Saved entries:
※ ※ ※
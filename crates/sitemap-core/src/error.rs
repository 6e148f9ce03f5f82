//! Engine error type.

use sitemap_cache::CacheError;
use sitemap_render::RenderError;
use sitemap_storage::StorageError;

/// Error returned by sitemap generation and storage.
#[derive(Debug, thiserror::Error)]
pub enum SitemapError {
    /// Cache backend failed.
    #[error("Cache error: {0}")]
    Cache(#[from] CacheError),
    /// Output could not be written.
    #[error("Storage error: {0}")]
    Storage(#[from] StorageError),
    /// Template failed to render.
    #[error("Render error: {0}")]
    Render(#[from] RenderError),
    /// Render context could not be built.
    #[error("Context error: {0}")]
    Context(#[from] serde_json::Error),
    /// Gzip compression failed.
    #[error("Compression error: {0}")]
    Compress(#[source] std::io::Error),
}
//! Environment variable expansion for configuration strings.

use crate::ConfigError;

/// Expand `${VAR}` and `${VAR:-default}` references in `value`.
///
/// `field` is the dotted config path, used in error messages.
pub(crate) fn expand_env(value: &str, field: &str) -> Result<String, ConfigError> {
    shellexpand::env(value)
        .map(std::borrow::Cow::into_owned)
        .map_err(|e| ConfigError::EnvVar {
            field: field.to_owned(),
            message: format!("${{{}}} not set", e.var_name),
        })
}

#[cfg(test)]
mod tests {
    use super::*;

    #[test]
    fn test_plain_value_unchanged() {
        assert_eq!(
            expand_env("https://example.com", "app.url").unwrap(),
            "https://example.com"
        );
    }

    #[test]
    fn test_default_used_when_unset() {
        let value = expand_env(
            "${SITEMAP_TEST_SURELY_UNSET_VAR:-https://fallback.test}",
            "app.url",
        )
        .unwrap();
        assert_eq!(value, "https://fallback.test");
    }

    #[test]
    fn test_missing_var_is_error() {
        let err = expand_env("${SITEMAP_TEST_SURELY_UNSET_VAR}", "app.url").unwrap_err();
        match err {
            ConfigError::EnvVar { field, message } => {
                assert_eq!(field, "app.url");
                assert_eq!(message, "${SITEMAP_TEST_SURELY_UNSET_VAR} not set");
            }
            other => panic!("unexpected error: {other}"),
        }
    }
}
//! Extension trait for [`Cache`] with typed convenience methods.

use std::time::Duration;

use serde::Serialize;
use serde::de::DeserializeOwned;

use crate::{Cache, CacheError};

/// Typed convenience methods for [`Cache`].
///
/// Implemented as default methods on an extension trait so that [`Cache`]
/// stays object-safe and backends only handle raw bytes.
///
/// # Example
///
/// ```
/// use std::time::Duration;
/// use sitemap_cache::{CacheExt, MemoryCache};
///
/// let cache = MemoryCache::new();
/// cache.put_json("urls", &vec!["/a", "/b"], Duration::from_secs(60)).unwrap();
/// let urls: Option<Vec<String>> = cache.get_json("urls").unwrap();
/// assert_eq!(urls, Some(vec!["/a".to_owned(), "/b".to_owned()]));
/// ```
pub trait CacheExt: Cache {
    /// Retrieve a JSON-deserialized value from the cache.
    ///
    /// Returns `Ok(None)` on miss; a stored value of the wrong shape is a
    /// [`CacheError::Serialize`].
    fn get_json<T: DeserializeOwned>(&self, key: &str) -> Result<Option<T>, CacheError> {
        match self.get(key)? {
            Some(bytes) => Ok(Some(serde_json::from_slice(&bytes)?)),
            None => Ok(None),
        }
    }

    /// Store a value as JSON in the cache.
    fn put_json<T: Serialize + ?Sized>(
        &self,
        key: &str,
        value: &T,
        ttl: Duration,
    ) -> Result<(), CacheError> {
        let bytes = serde_json::to_vec(value)?;
        self.put(key, &bytes, ttl)
    }
}

impl<C: Cache + ?Sized> CacheExt for C {}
※ ※ ※
__About this task__: Please copy out every entry exactly, with nothing omitted.

__Result__:
filename crates/sitemap-core/src/error.rs
repository 6e148f9ce03f5f82
//! Engine error type.

use sitemap_cache::CacheError;
use sitemap_render::RenderError;
use sitemap_storage::StorageError;

/// Error returned by sitemap generation and storage.
#[derive(Debug, thiserror::Error)]
pub enum SitemapError {
    /// Cache backend failed.
    #[error("Cache error: {0}")]
    Cache(#[from] CacheError),
    /// Output could not be written.
    #[error("Storage error: {0}")]
    Storage(#[from] StorageError),
    /// Template failed to render.
    #[error("Render error: {0}")]
    Render(#[from] RenderError),
    /// Render context could not be built.
    #[error("Context error: {0}")]
    Context(#[from] serde_json::Error),
    /// Gzip compression failed.
    #[error("Compression error: {0}")]
    Compress(#[source] std::io::Error),
}
//! Environment variable expansion for configuration strings.

use crate::ConfigError;

/// Expand `${VAR}` and `${VAR:-default}` references in `value`.
///
/// `field` is the dotted config path, used in error messages.
pub(crate) fn expand_env(value: &str, field: &str) -> Result<String, ConfigError> {
    shellexpand::env(value)
        .map(std::borrow::Cow::into_owned)
        .map_err(|e| ConfigError::EnvVar {
            field: field.to_owned(),
            message: format!("${{{}}} not set", e.var_name),
        })
}

#[cfg(test)]
mod tests {
    use super::*;

    #[test]
    fn test_plain_value_unchanged() {
        assert_eq!(
            expand_env("https://example.com", "app.url").unwrap(),
            "https://example.com"
        );
    }

    #[test]
    fn test_default_used_when_unset() {
        let value = expand_env(
            "${SITEMAP_TEST_SURELY_UNSET_VAR:-https://fallback.test}",
            "app.url",
        )
        .unwrap();
        assert_eq!(value, "https://fallback.test");
    }

    #[test]
    fn test_missing_var_is_error() {
        let err = expand_env("${SITEMAP_TEST_SURELY_UNSET_VAR}", "app.url").unwrap_err();
        match err {
            ConfigError::EnvVar { field, message } => {
                assert_eq!(field, "app.url");
                assert_eq!(message, "${SITEMAP_TEST_SURELY_UNSET_VAR} not set");
            }
            other => panic!("unexpected error: {other}"),
        }
    }
}
//! Extension trait for [`Cache`] with typed convenience methods.

use std::time::Duration;

use serde::Serialize;
use serde::de::DeserializeOwned;

use crate::{Cache, CacheError};

/// Typed convenience methods for [`Cache`].
///
/// Implemented as default methods on an extension trait so that [`Cache`]
/// stays object-safe and backends only handle raw bytes.
///
/// # Example
///
/// ```
/// use std::time::Duration;
/// use sitemap_cache::{CacheExt, MemoryCache};
///
/// let cache = MemoryCache::new();
/// cache.put_json("urls", &vec!["/a", "/b"], Duration::from_secs(60)).unwrap();
/// let urls: Option<Vec<String>> = cache.get_json("urls").unwrap();
/// assert_eq!(urls, Some(vec!["/a".to_owned(), "/b".to_owned()]));
/// ```
pub trait CacheExt: Cache {
    /// Retrieve a JSON-deserialized value from the cache.
    ///
    /// Returns `Ok(None)` on miss; a stored value of the wrong shape is a
    /// [`CacheError::Serialize`].
    fn get_json<T: DeserializeOwned>(&self, key: &str) -> Result<Option<T>, CacheError> {
        match self.get(key)? {
            Some(bytes) => Ok(Some(serde_json::from_slice(&bytes)?)),
            None => Ok(None),
        }
    }

    /// Store a value as JSON in the cache.
    fn put_json<T: Serialize + ?Sized>(
        &self,
        key: &str,
        value: &T,
        ttl: Duration,
    ) -> Result<(), CacheError> {
        let bytes = serde_json::to_vec(value)?;
        self.put(key, &bytes, ttl)
    }
}

impl<C: Cache + ?Sized> CacheExt for C {}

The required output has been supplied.